=== Exercise goal ===
Could you print the data that follows exactly as given?

Collected data:
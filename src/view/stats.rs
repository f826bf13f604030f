//! Statistics panel widget for the loaded page.

use super::styles::TableStyles;
use crate::model::{Status, StatusStats};
use ratatui::{
    buffer::Buffer,
    layout::Rect,
    text::{Line, Span},
    widgets::{Block, Borders, Paragraph, Widget},
};

/// Statistics panel widget.
///
/// Displays the share of INACTIVE and BLOCKED records on the loaded page
/// and the page's record count against the reported total.
pub struct StatsPanel<'a> {
    stats: &'a StatusStats,
    total: Option<usize>,
    styles: &'a TableStyles,
}

impl<'a> StatsPanel<'a> {
    /// Panel for `stats` against the reported `total`.
    pub fn new(
        stats: &'a StatusStats,
        total: Option<usize>,
        styles: &'a TableStyles,
    ) -> Self {
        Self {
            stats,
            total,
            styles,
        }
    }
}

/// One-line summary, e.g. `Inactive Users: 30%   Blocked Users: 20%   Page: 10 of 100`.
pub fn summary_spans<'s>(
    stats: &StatusStats,
    total: Option<usize>,
    styles: &TableStyles,
) -> Vec<Span<'s>> {
    let total = match total {
        Some(total) => total.to_string(),
        None => "?".to_string(),
    };

    vec![
        Span::raw("Inactive Users: "),
        Span::styled(
            format!("{}%", stats.inactive_percentage),
            styles.style_for_status(Status::Inactive),
        ),
        Span::raw("   Blocked Users: "),
        Span::styled(
            format!("{}%", stats.blocked_percentage),
            styles.style_for_status(Status::Blocked),
        ),
        Span::styled(
            format!("   Page: {} of {}", stats.total, total),
            styles.muted,
        ),
    ]
}

impl Widget for StatsPanel<'_> {
    fn render(self, area: Rect, buf: &mut Buffer) {
        let block = Block::default().title(" Statistics ").borders(Borders::ALL);
        Paragraph::new(Line::from(summary_spans(self.stats, self.total, self.styles)))
            .block(block)
            .render(area, buf);
    }
}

=== Reply to the task ===
filename src/view/stats.rs
repository f826bf13f604030f
//! Statistics panel widget for the loaded page.

use super::styles::TableStyles;
use crate::model::{Status, StatusStats};
use ratatui::{
    buffer::Buffer,
    layout::Rect,
    text::{Line, Span},
    widgets::{Block, Borders, Paragraph, Widget},
};

/// Statistics panel widget.
///
/// Displays the share of INACTIVE and BLOCKED records on the loaded page
/// and the page's record count against the reported total.
pub struct StatsPanel<'a> {
    stats: &'a StatusStats,
    total: Option<usize>,
    styles: &'a TableStyles,
}

impl<'a> StatsPanel<'a> {
    /// Panel for `stats` against the reported `total`.
    pub fn new(
        stats: &'a StatusStats,
        total: Option<usize>,
        styles: &'a TableStyles,
    ) -> Self {
        Self {
            stats,
            total,
            styles,
        }
    }
}

/// One-line summary, e.g. `Inactive Users: 30%   Blocked Users: 20%   Page: 10 of 100`.
pub fn summary_spans<'s>(
    stats: &StatusStats,
    total: Option<usize>,
    styles: &TableStyles,
) -> Vec<Span<'s>> {
    let total = match total {
        Some(total) => total.to_string(),
        None => "?".to_string(),
    };

    vec![
        Span::raw("Inactive Users: "),
        Span::styled(
            format!("{}%", stats.inactive_percentage),
            styles.style_for_status(Status::Inactive),
        ),
        Span::raw("   Blocked Users: "),
        Span::styled(
            format!("{}%", stats.blocked_percentage),
            styles.style_for_status(Status::Blocked),
        ),
        Span::styled(
            format!("   Page: {} of {}", stats.total, total),
            styles.muted,
        ),
    ]
}

impl Widget for StatsPanel<'_> {
    fn render(self, area: Rect, buf: &mut Buffer) {
        let block = Block::default().title(" Statistics ").borders(Borders::ALL);
        Paragraph::new(Line::from(summary_spans(self.stats, self.total, self.styles)))
            .block(block)
            .render(area, buf);
    }
}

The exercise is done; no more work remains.